▸ Exercise:
Can you return the records below exactly as they stand, but only from the first line through the one with "use ash::vk;"?

▸ Input:
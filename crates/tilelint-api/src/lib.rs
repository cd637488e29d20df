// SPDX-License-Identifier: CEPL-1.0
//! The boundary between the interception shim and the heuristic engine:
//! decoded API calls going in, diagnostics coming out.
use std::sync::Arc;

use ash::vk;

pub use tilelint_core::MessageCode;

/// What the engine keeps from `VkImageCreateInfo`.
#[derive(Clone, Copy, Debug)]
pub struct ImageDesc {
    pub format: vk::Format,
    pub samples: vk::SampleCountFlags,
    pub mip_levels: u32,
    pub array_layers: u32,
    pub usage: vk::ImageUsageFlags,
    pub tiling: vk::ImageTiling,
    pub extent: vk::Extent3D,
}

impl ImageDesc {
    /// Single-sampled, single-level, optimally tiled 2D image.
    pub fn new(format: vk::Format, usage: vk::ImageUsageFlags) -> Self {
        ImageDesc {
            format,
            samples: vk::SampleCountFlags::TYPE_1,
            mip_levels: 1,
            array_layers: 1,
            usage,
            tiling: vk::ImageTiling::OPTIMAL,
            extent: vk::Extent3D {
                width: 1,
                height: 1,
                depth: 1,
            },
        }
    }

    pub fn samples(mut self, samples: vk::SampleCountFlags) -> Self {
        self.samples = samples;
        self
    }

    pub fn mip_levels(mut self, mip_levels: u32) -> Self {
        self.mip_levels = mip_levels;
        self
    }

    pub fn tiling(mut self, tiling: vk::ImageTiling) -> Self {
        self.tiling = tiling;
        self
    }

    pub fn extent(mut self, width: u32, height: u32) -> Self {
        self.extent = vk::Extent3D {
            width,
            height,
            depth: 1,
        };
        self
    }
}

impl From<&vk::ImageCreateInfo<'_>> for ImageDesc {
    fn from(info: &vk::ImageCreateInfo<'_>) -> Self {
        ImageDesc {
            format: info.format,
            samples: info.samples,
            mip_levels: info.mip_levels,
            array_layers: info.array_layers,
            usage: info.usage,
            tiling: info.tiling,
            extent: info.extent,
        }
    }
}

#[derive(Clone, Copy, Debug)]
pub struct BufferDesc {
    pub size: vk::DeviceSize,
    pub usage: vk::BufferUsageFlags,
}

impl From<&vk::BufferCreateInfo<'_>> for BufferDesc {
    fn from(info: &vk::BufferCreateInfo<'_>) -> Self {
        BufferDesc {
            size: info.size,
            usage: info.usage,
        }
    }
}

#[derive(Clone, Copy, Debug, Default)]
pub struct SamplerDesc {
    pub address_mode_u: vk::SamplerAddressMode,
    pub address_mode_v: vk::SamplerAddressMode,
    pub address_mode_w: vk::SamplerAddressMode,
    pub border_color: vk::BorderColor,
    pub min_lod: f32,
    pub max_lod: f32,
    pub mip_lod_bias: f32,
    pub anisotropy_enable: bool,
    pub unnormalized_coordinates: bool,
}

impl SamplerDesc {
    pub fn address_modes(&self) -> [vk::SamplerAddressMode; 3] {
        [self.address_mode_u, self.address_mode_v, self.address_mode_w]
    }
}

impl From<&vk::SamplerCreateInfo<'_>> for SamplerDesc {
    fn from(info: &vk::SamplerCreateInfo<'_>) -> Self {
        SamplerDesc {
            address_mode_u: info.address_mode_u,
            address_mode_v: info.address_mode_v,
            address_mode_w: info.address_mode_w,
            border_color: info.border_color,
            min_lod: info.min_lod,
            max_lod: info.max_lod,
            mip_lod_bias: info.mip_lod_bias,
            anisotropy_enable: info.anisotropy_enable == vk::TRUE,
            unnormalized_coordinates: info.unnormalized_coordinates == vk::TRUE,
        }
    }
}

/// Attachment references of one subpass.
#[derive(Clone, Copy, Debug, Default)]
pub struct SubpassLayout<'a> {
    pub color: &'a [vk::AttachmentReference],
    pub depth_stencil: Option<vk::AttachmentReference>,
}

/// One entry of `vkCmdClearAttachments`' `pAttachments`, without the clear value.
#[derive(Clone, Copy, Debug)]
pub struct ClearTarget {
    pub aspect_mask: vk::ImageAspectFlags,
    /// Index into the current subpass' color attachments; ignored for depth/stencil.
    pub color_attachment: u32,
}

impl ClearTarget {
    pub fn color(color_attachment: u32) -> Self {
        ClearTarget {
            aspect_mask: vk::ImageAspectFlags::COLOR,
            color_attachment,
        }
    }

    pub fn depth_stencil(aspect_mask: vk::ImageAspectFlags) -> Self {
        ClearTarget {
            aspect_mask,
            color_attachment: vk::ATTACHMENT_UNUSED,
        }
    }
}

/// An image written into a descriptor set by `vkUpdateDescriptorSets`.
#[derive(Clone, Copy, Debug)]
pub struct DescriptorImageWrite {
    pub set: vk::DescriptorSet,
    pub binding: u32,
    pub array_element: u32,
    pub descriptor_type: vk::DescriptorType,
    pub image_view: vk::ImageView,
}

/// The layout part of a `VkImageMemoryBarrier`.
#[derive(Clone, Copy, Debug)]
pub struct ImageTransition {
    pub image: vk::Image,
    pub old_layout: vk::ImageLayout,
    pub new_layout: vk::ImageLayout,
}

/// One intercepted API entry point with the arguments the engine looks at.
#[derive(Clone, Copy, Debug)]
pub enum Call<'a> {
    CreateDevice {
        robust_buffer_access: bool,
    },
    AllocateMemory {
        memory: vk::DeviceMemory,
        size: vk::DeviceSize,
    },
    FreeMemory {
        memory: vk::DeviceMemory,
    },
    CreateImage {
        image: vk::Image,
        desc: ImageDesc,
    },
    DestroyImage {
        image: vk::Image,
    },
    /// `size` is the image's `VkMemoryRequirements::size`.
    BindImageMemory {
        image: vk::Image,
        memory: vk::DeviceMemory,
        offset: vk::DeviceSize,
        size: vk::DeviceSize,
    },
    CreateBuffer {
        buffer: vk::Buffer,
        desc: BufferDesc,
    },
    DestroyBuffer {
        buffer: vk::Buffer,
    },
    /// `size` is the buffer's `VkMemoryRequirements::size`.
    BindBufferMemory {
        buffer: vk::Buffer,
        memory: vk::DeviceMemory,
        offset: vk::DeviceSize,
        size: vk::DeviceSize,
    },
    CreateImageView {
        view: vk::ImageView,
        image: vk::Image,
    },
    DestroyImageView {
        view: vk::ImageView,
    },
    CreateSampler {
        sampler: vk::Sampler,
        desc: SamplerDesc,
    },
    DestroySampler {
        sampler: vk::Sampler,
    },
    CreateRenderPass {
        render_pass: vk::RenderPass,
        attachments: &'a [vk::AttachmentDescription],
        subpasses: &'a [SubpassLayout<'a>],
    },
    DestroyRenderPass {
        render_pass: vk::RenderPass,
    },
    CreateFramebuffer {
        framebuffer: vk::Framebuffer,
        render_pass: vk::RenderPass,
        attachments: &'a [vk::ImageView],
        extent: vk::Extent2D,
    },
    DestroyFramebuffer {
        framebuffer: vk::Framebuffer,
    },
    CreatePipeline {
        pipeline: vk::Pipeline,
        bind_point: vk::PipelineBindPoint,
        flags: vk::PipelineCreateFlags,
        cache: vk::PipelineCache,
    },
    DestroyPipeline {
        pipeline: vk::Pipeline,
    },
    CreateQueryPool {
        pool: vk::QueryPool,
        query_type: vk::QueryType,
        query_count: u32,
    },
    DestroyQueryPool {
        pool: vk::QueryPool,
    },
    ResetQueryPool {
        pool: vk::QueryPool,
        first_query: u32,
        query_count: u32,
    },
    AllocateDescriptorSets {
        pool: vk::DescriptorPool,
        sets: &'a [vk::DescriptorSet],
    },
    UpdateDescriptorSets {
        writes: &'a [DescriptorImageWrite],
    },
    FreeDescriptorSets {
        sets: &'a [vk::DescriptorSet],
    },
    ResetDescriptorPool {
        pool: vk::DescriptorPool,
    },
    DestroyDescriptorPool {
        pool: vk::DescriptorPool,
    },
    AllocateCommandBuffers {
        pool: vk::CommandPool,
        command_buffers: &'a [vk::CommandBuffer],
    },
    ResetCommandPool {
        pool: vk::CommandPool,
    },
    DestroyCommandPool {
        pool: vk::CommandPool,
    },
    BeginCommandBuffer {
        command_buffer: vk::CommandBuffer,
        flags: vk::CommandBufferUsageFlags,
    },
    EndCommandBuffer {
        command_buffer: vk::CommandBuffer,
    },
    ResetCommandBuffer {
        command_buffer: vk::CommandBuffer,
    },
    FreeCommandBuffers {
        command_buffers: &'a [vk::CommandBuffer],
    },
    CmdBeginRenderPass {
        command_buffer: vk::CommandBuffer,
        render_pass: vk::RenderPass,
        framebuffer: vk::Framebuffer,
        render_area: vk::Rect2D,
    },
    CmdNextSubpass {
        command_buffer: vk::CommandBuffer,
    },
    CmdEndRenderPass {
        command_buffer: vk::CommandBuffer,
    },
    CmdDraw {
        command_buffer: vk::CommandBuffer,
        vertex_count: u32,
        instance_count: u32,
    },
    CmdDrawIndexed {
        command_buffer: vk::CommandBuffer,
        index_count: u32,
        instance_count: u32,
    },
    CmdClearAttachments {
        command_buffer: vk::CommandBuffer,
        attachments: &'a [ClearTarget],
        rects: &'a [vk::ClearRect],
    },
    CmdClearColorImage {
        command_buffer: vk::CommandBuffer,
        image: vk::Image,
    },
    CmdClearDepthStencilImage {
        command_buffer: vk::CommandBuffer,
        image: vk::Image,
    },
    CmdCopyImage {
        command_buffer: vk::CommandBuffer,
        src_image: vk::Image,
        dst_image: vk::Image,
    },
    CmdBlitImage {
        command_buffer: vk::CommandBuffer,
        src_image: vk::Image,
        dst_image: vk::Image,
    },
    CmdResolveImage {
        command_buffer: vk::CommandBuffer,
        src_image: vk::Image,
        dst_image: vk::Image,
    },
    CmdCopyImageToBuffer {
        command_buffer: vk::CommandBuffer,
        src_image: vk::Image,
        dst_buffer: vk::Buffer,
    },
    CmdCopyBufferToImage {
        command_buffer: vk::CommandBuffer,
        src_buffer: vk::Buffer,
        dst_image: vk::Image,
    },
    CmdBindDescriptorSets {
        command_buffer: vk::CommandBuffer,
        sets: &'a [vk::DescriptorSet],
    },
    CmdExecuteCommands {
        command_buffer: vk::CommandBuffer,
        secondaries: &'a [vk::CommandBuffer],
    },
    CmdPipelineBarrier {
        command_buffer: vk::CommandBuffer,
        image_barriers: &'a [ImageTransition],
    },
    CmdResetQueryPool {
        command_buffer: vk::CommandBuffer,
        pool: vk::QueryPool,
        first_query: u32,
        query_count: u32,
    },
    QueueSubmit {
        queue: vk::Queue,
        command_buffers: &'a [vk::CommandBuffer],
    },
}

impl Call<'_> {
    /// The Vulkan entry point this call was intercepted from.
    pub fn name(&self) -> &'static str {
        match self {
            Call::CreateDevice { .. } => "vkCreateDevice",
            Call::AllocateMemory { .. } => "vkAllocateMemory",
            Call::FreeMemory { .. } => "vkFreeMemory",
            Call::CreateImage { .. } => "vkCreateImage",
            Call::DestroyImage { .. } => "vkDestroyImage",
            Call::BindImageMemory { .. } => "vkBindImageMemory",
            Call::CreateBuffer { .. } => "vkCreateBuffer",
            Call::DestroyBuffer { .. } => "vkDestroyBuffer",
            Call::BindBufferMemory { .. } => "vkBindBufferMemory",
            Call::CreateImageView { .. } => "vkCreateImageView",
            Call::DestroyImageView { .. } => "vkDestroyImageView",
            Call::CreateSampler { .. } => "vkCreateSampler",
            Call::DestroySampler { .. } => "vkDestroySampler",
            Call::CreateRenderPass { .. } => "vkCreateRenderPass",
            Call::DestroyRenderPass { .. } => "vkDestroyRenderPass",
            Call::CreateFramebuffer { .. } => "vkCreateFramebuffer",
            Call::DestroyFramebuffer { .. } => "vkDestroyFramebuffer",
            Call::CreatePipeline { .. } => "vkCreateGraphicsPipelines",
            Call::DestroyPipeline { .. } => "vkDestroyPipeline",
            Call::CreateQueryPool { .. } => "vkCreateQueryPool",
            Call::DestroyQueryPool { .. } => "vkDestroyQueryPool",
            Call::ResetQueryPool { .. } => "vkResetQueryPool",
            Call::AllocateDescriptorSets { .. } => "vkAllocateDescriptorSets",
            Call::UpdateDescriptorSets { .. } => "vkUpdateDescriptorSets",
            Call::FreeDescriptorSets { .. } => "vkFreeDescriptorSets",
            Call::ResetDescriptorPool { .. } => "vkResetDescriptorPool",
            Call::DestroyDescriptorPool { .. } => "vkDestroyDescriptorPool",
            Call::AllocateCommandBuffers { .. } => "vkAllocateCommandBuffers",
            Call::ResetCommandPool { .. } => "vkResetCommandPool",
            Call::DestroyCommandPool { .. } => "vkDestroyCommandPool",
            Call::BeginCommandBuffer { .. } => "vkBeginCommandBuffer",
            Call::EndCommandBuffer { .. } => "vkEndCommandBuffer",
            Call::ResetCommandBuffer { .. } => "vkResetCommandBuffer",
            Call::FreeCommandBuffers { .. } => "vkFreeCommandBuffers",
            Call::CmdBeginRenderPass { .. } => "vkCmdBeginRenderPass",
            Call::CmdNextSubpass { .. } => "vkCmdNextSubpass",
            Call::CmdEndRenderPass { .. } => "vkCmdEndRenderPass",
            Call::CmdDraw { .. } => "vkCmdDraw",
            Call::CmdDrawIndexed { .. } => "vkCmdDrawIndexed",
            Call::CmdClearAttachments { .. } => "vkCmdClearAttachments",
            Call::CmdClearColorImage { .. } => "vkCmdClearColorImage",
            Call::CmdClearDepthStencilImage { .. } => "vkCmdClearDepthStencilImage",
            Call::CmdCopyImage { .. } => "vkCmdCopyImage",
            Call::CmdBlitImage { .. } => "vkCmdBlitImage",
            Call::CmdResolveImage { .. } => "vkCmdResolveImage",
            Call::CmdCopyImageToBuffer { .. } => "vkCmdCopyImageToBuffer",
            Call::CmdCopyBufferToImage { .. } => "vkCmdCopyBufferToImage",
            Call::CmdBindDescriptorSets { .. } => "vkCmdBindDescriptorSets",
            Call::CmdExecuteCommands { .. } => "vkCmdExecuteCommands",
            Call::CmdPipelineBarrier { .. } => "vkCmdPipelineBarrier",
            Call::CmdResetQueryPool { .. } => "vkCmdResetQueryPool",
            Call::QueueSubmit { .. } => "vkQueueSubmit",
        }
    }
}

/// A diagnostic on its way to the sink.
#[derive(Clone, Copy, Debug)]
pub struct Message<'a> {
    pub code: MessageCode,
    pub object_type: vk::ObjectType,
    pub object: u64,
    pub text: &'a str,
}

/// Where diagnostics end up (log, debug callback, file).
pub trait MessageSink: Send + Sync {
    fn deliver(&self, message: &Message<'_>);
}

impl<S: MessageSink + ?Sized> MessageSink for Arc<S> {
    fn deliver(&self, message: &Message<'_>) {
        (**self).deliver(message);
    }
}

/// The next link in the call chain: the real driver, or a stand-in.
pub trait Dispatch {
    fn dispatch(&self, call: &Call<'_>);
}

▸ Solution to this exercise:
filename crates/tilelint-api/src/lib.rs
repository cd637488e29d20df
// SPDX-License-Identifier: CEPL-1.0
//! The boundary between the interception shim and the heuristic engine:
//! decoded API calls going in, diagnostics coming out.
use std::sync::Arc;

use ash::vk;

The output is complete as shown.